Acórdãos TC
Acórdão do Tribunal Constitucional
Nº Convencional: ACTC6853
Acordão: 96-870-P
Processo: 96-0327
Relator: GUILHERME DA FONSECA
Descritores: PROCESSO CONSTITUCIONAL.
FISCALIZAÇÃO ABSTRACTA DA CONSTITUCIONALIDADE.
DECLARAÇÃO DE INCONSTITUCIONALIDADE.
ACESSO AO DIREITO.
ACESSO AOS TRIBUNAIS.
ADVOGADO.
PATROCÍNIO JUDICIÁRIO.
PRINCÍPIO DA PROPORCIONALIDADE.
RESTRIÇÃO DE DIREITO FUNDAMENTAL.
DIREITOS E DEVERES FUNDAMENTAIS.
MENORES.
TRIBUNAL DE MENORES.
Nº do Documento: TSC1996070496870P
Data do Acordão: 07/04/1996
Espécie: SUCESSIVA F
Requerente: PROCURADOR-GERAL ADJUNTO
Requerido: GOVERNO
Nº do Diário da República: 204
Série do Diário da República: IA
Data do Diário da República: 09/03/1996
Página do Diário da República: 2919
Volume dos Acordãos do T.C.: 34
Página do Volume: 145
Votação: UNANIMIDADE
Privacidade: 1
Constituição: 1989 ART18 N2 ART18 N3 ART20 N2 ART282 N3.
Normas Apreciadas: OTM78 ART41.
Legislação Nacional: DL 314/78 DE 1978/10/27. L 28/77 DE 1997/12/06. CCIV66 ART1877.
LTC82 ART54 ART55 ART82.
Jurisprudência Constitucional:
Referência a Pareceres: P PGR 8/91 DE 1992/01/16 IN BMJ N418 PAG285.
Área Temática 1: PRINCÍPIOS GERAIS DOS DIREITOS E DEVERES FUNDAMENTAIS.
Área Temática 2: DIR MENORES.
Decisão: Declara a inconstitucionalidade, com força obrigatória geral, da norma do artigo 41.º da Organização Tutelar de Menores, aprovada pelo Decreto-Lei n.º 314/78, de 27 de Outubro, na parte em que não admite a intervenção de mandatário judicial fora da fase de recurso.
Sumário: I - O fim que o processo tutelar tem em vista (a aplicação de medidas de protecção, assistência e educação), o modo como se desenvolve ( simplicidade motivada pela urgência, em regra, das medidas), a inexistência de "partes" (como sujeitos de interesses contrastantes) e o facto de o menor não estar desprotegido na defesa dos seus interesses (ao curador cabe zelar pelos mesmos) não justificam só por si que a intervenção de mandatário judicial seja apenas admitida para efeitos de recurso.

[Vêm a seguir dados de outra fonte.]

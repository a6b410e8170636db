//! Run configuration.
//!
//! Knobs that change how a machine runs, as opposed to what it computes.
//! Deserializable so hosts can keep them next to the rest of their settings.

use serde::{Deserialize, Serialize};

/// Options applied to a machine before it runs.
///
/// Every field has a default, so partial documents are accepted:
///
/// ```rust
/// use lockstep::RunConfig;
///
/// let config = RunConfig::from_json(r#"{ "trace": true }"#).unwrap();
/// assert!(config.trace);
/// assert!(!config.halt_on_final);
/// ```
#[derive(Clone, Copy, Debug, Default, PartialEq, Eq, Serialize, Deserialize)]
#[serde(default)]
pub struct RunConfig {
    /// Emit a trace record for every processed event
    pub trace: bool,

    /// Stop the run, closing the output channel, once a final state has been
    /// published
    pub halt_on_final: bool,
}

impl RunConfig {
    pub fn from_json(json: &str) -> Result<Self, serde_json::Error> {
        serde_json::from_str(json)
    }

    pub fn trace(mut self, enabled: bool) -> Self {
        self.trace = enabled;
        self
    }

    pub fn halt_on_final(mut self, enabled: bool) -> Self {
        self.halt_on_final = enabled;
        self
    }
}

      II - A restrição ao patrocínio judiciário, só nessa fase, revela-se à luz da conjugação dos artigos 18.º, n.ºs 2 e 3, e 20.º, n.º 2, da Lei Fundamental, desproporcionada e desadequada, pois, excluindo-se a defesa dos interesses do menor e dos direitos que na matéria cabem aos pais por um mandatário judicial, ainda que ela não se mostre absolutamente necessária, atinge o núcleo essencial do direito de acesso aos tribunais, consagrado naquele artigo 20.º, n.º 2, na vertente de direito à nomeação no processo de um "intermediário técnico", entendido como a representação em juízo das partes ou sujeitos processuais por profissionais do foro, no que se reporta à condução técnico-jurídica do processo.
      III - O facto de, no processo tutelar, ser possível a imposição de medidas, ainda que cautelares, que, fortemente, vão restringir o próprio poder paternal, mesmo nos casos em que a situação do menor justificativa da adopção de tais medidas não tem como causa, quer remota, quer imediata, um comportamento activo ou passivo por banda daqueles a quem é confiada a representação do menor, justifica só por si que os interesses, direitos e deveres destes últimos se devam perspectivar como impondo o devido acautelamento da respectiva intervenção no processo tutelar, até porque, não será difícil cogitar a ocorrência daquilo que são "apreciações divergentes sobre a melhor forma de realizar o interesse do menor".